Temperatura basale e Metodo Billings – Di cosa si tratta? Funzionano davvero?

 

Il metodo dell’ovulazione Billings detto anche metodo naturale della regolazione della fertilità è un metodo usato dalle donne per monitorare la propria fertilità, identificando i giorni fertili e quelli infertili. Il metodo è stato ideato dal medico australiano John Billings dal quale prende appunto il nome e si basa sull’osservazione delle modificazioni del muco cervicale, che appare più fluido e filante in prossimità dell’ovulazione. Questo cambiamento del muco vaginale facilita l’ascesa degli spermatozoi verso l’ovulo della donna. Attraverso l’osservazione del muco cervicale è possibile capire se si è nel momento dell’ovulazione, infatti l’ultimo giorno della presenza di un muco liquido e filante è definito “giorno di massima fertilità”.

Un altro metodo per monitorare la fertilità è il calcolo della temperatura basale.

Quest’ultima è la temperatura del corpo umano che si registra in condizioni basali, cioè al momento del risveglio, prima di iniziare qualunque attività. Anche questo metodo se pur descritto come contraccettivo non preserva da eventuali gravidanze ne protegge da malattie sessualmente trasmissibili ma può essere utile nel momento in cui si cerca una gravidanza.

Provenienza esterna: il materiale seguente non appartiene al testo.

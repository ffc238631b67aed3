use std::path::PathBuf;

use clap::Parser;

/// CLI tooling for the game.
#[derive(Parser, Debug)]
pub struct Args {
    /// Read the blink signal from a ThinkGear connector socket
    /// (usually 127.0.0.1:13854). Without this flag the Space bar
    /// stands in for the headset.
    #[arg(long, value_name = "HOST:PORT")]
    pub headset: Option<String>,

    /// How long to wait for the first headset packet before starting
    /// with the default reading.
    #[arg(long, value_name = "SECONDS", default_value_t = 5)]
    pub warmup: u64,

    /// RON file overriding the built-in gameplay tuning.
    #[arg(long, value_name = "FILE")]
    pub tuning: Option<PathBuf>,
}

Dunque se volete preservarvi da una gravidanza, i seguenti due metodi spiegati non sono assolutamente consigliati per chi non cerca un bimbo, mentre se siete alla ricerca della cicogna allora il discorso cambia.

In commercio ci sono termometri e stik d’ovulazione acquistabili i farmacia o anche su internet.

La temperatura basale può essere misurata per via orale, rettale o vaginale, l’importante è rilevarla sempre dallo stesso luogo perché queste tre zone hanno temperatura diversa. Il consiglio è quello di rilevarla per via vaginale o rettale.

Per capire in che cosa consiste questa misurazione basta considerare che a metà ciclo nella donna, la temperatura subisce un picco e si stabilizza a 37° centigradi rimanendo invariata fino alla comparsa del mestruo. A far aumentare la temperatura è il progesterone, l’ormone che sta alla base del periodo fecondo. Tre giorni dopo l’innalzamento della temperatura la donna è in un periodo altamente a rischio per una gravidanza indesiderata, oppure è il momento giusto per provare ad averne una.